Dan Wellers and Larry Stolle

In just one year, self-driving cars have gone from the theoretical to the imminent. Major manufacturers are leaping into development. The U.S. Department of Transportation issued new rules in September giving the federal government broad oversight over vehicles operated by software rather than by humans. Discussion of the technology’s pros and cons has become a staple in publications as mainstream as the New York Times. But now that the first fatality has occurred, we need to take a closer look at the implications and challenges of autonomous vehicles.
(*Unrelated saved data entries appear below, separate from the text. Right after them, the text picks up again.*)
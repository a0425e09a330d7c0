pub mod chat_llm;
pub mod db;
pub mod embedding;

pub use chat_llm::OpenAiChatAdapter;
pub use db::DbAdapter;
pub use embedding::OpenAiEmbeddingAdapter;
At the moment, the focus is on self-driving versions of today’s automobiles. However, autonomous vehicles also include taxis, buses, delivery vans, long-haul trucks, and more. Any vehicle that meets the fundamental need to move passengers and/or cargo from point A to point B may soon include multiple exponential technologies – machine learning and artificial intelligence, sensors, drones, cybersecurity, and at some future point, super materials – that allow it to pilot itself under some, if not all, circumstances.
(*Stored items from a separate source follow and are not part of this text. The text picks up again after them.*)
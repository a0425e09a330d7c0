//! services/api/src/web/inbox.rs
//!
//! Handlers for the expert inbox and consultation bookings. Every route here
//! sits behind the subscriber tier guard; the write routes also carry the
//! monthly quota guard for their resource.

use axum::{
    extract::{Path, State},
    http::StatusCode,
    response::{IntoResponse, Json},
    Extension,
};
use chrono::{DateTime, Utc};
use neurocom_core::domain::NewBooking;
use neurocom_core::{Booking, CoreError, ExpertMessage, RequestContext, Resource, User};
use serde::{Deserialize, Serialize};
use std::sync::Arc;
use utoipa::ToSchema;
use uuid::Uuid;

use crate::error::ApiResult;
use crate::web::state::AppState;

//=========================================================================================
// Payloads
//=========================================================================================

#[derive(Deserialize, ToSchema)]
pub struct SendMessageRequest {
    pub text: String,
    pub file_url: Option<String>,
}

#[derive(Serialize, ToSchema)]
pub struct MessageDto {
    pub id: Uuid,
    pub text: String,
    pub file_url: Option<String>,
    pub status: String,
    pub created_at: DateTime<Utc>,
}

impl From<ExpertMessage> for MessageDto {
    fn from(message: ExpertMessage) -> Self {
        Self {
            id: message.id,
            text: message.text,
            file_url: message.file_url,
            status: message.status,
            created_at: message.created_at,
        }
    }
}

#[derive(Serialize, ToSchema)]
pub struct MessageResponse {
    pub message: MessageDto,
}

/// `limite_mensal` is null for plans without a monthly cap.
#[derive(Serialize, ToSchema)]
pub struct MessageListResponse {
    pub messages: Vec<MessageDto>,
    pub limite_mensal: Option<u32>,
    pub enviadas_mes: u32,
    pub pode_enviar: bool,
}

#[derive(Deserialize, ToSchema)]
pub struct BookConsultationRequest {
    pub starts_at: DateTime<Utc>,
    pub ends_at: DateTime<Utc>,
    pub notes: Option<String>,
}

#[derive(Serialize, ToSchema)]
pub struct BookingDto {
    pub id: Uuid,
    pub starts_at: DateTime<Utc>,
    pub ends_at: DateTime<Utc>,
    pub notes: Option<String>,
    pub status: String,
    pub created_at: DateTime<Utc>,
    pub canceled_at: Option<DateTime<Utc>>,
}

impl From<Booking> for BookingDto {
    fn from(booking: Booking) -> Self {
        Self {
            id: booking.id,
            starts_at: booking.starts_at,
            ends_at: booking.ends_at,
            notes: booking.notes,
            status: booking.status.as_str().to_string(),
            created_at: booking.created_at,
            canceled_at: booking.canceled_at,
        }
    }
}

#[derive(Serialize, ToSchema)]
pub struct BookingResponse {
    pub booking: BookingDto,
}

#[derive(Serialize, ToSchema)]
pub struct BookingListResponse {
    pub bookings: Vec<BookingDto>,
    pub limite_mensal: Option<u32>,
    pub agendadas_mes: u32,
    pub pode_agendar: bool,
}

#[derive(Serialize, ToSchema)]
pub struct CancelBookingResponse {
    pub ok: bool,
    pub booking: BookingDto,
}

/// The caller's record as loaded by the access guard.
async fn caller(state: &AppState, ctx: RequestContext) -> ApiResult<User> {
    let ctx = state.access.resolve(ctx).await?;
    let user = ctx.user().cloned().ok_or(CoreError::UserNotFound(ctx.user_id))?;
    Ok(user)
}

//=========================================================================================
// Expert Messages
//=========================================================================================

/// The caller's messages to the expert, newest first, with their monthly usage.
#[utoipa::path(
    get,
    path = "/messages",
    responses(
        (status = 200, description = "Messages and usage", body = MessageListResponse),
        (status = 403, description = "Plan does not include the expert inbox")
    ),
    security(("bearer" = []))
)]
pub async fn list_messages_handler(
    State(state): State<Arc<AppState>>,
    Extension(ctx): Extension<RequestContext>,
) -> ApiResult<Json<MessageListResponse>> {
    let user = caller(&state, ctx).await?;
    let messages = state.inbox.list_messages(user.id).await?;
    let status = state.inbox.status(&user, Resource::Messages);

    Ok(Json(MessageListResponse {
        messages: messages.into_iter().map(Into::into).collect(),
        limite_mensal: status.limit.value(),
        enviadas_mes: status.used,
        pode_enviar: status.can_use(),
    }))
}

/// Send a message to the expert. Counts against the monthly message quota.
#[utoipa::path(
    post,
    path = "/messages",
    request_body = SendMessageRequest,
    responses(
        (status = 201, description = "Message sent", body = MessageResponse),
        (status = 400, description = "Empty text"),
        (status = 403, description = "Plan too low or monthly limit reached")
    ),
    security(("bearer" = []))
)]
pub async fn send_message_handler(
    State(state): State<Arc<AppState>>,
    Extension(ctx): Extension<RequestContext>,
    Json(req): Json<SendMessageRequest>,
) -> ApiResult<impl IntoResponse> {
    let message = state
        .inbox
        .send_message(ctx.user_id, &req.text, req.file_url.as_deref())
        .await?;
    Ok((
        StatusCode::CREATED,
        Json(MessageResponse {
            message: message.into(),
        }),
    ))
}

//=========================================================================================
// Consultations
//=========================================================================================

/// The caller's bookings ordered by start time, with their monthly usage.
#[utoipa::path(
    get,
    path = "/schedule",
    responses(
        (status = 200, description = "Bookings and usage", body = BookingListResponse),
        (status = 403, description = "Plan does not include consultations")
    ),
    security(("bearer" = []))
)]
pub async fn list_bookings_handler(
    State(state): State<Arc<AppState>>,
    Extension(ctx): Extension<RequestContext>,
) -> ApiResult<Json<BookingListResponse>> {
    let user = caller(&state, ctx).await?;
    let bookings = state.inbox.list_bookings(user.id).await?;
    let status = state.inbox.status(&user, Resource::Consultations);

    Ok(Json(BookingListResponse {
        bookings: bookings.into_iter().map(Into::into).collect(),
        limite_mensal: status.limit.value(),
        agendadas_mes: status.used,
        pode_agendar: status.can_use(),
    }))
}

/// Book a consultation. Counts against the monthly consultation quota.
#[utoipa::path(
    post,
    path = "/schedule",
    request_body = BookConsultationRequest,
    responses(
        (status = 201, description = "Consultation booked", body = BookingResponse),
        (status = 400, description = "starts_at is not before ends_at"),
        (status = 403, description = "Plan too low or monthly limit reached")
    ),
    security(("bearer" = []))
)]
pub async fn book_consultation_handler(
    State(state): State<Arc<AppState>>,
    Extension(ctx): Extension<RequestContext>,
    Json(req): Json<BookConsultationRequest>,
) -> ApiResult<impl IntoResponse> {
    let booking = state
        .inbox
        .book_consultation(
            ctx.user_id,
            NewBooking {
                starts_at: req.starts_at,
                ends_at: req.ends_at,
                notes: req.notes,
            },
        )
        .await?;
    Ok((
        StatusCode::CREATED,
        Json(BookingResponse {
            booking: booking.into(),
        }),
    ))
}

/// Cancel a booking the caller owns. Used quota is not refunded.
#[utoipa::path(
    delete,
    path = "/schedule/{id}",
    params(("id" = Uuid, Path, description = "Booking id")),
    responses(
        (status = 200, description = "Booking canceled", body = CancelBookingResponse),
        (status = 404, description = "No such booking for this user")
    ),
    security(("bearer" = []))
)]
pub async fn cancel_booking_handler(
    State(state): State<Arc<AppState>>,
    Extension(ctx): Extension<RequestContext>,
    Path(booking_id): Path<Uuid>,
) -> ApiResult<Json<CancelBookingResponse>> {
    let booking = state.inbox.cancel_booking(ctx.user_id, booking_id).await?;
    Ok(Json(CancelBookingResponse {
        ok: true,
        booking: booking.into(),
    }))
}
What’s driving how we’re driving?

Whether autonomous vehicles will hit the road is no longer a question; some of them already have, and others, like the autonomous trucks being developed by Otto, a startup recently acquired by Uber, are on their way. What we need to be asking now is when self-driving cars will change lanes from experiments and curiosities to the mainstream – and how long it will be before they dominate. These factors will heavily influence the answers:

Technological limits. So far, machines can’t duplicate the sophisticated, intricate choreography that human drivers perform every day. Nor can they correct for catastrophic human error. The Tesla in June’s fatality failed to “see” a white truck against a bright sky, but it wasn’t designed to operate without any human intervention. The driver failed to override it, reportedly because he was not only speeding, but distracted by watching a movie on the car’s dashboard video screen. While current technology can achieve something very near autonomy, the last few steps still promise to be a big leap, in part because we don’t yet know where to draw the line between requiring human intervention and forbidding it. That line will shift as we become more comfortable with the technology and as technology itself advances. Moreover, security will have to become a higher priority as vehicles become just another set of endpoints in the Internet of Things.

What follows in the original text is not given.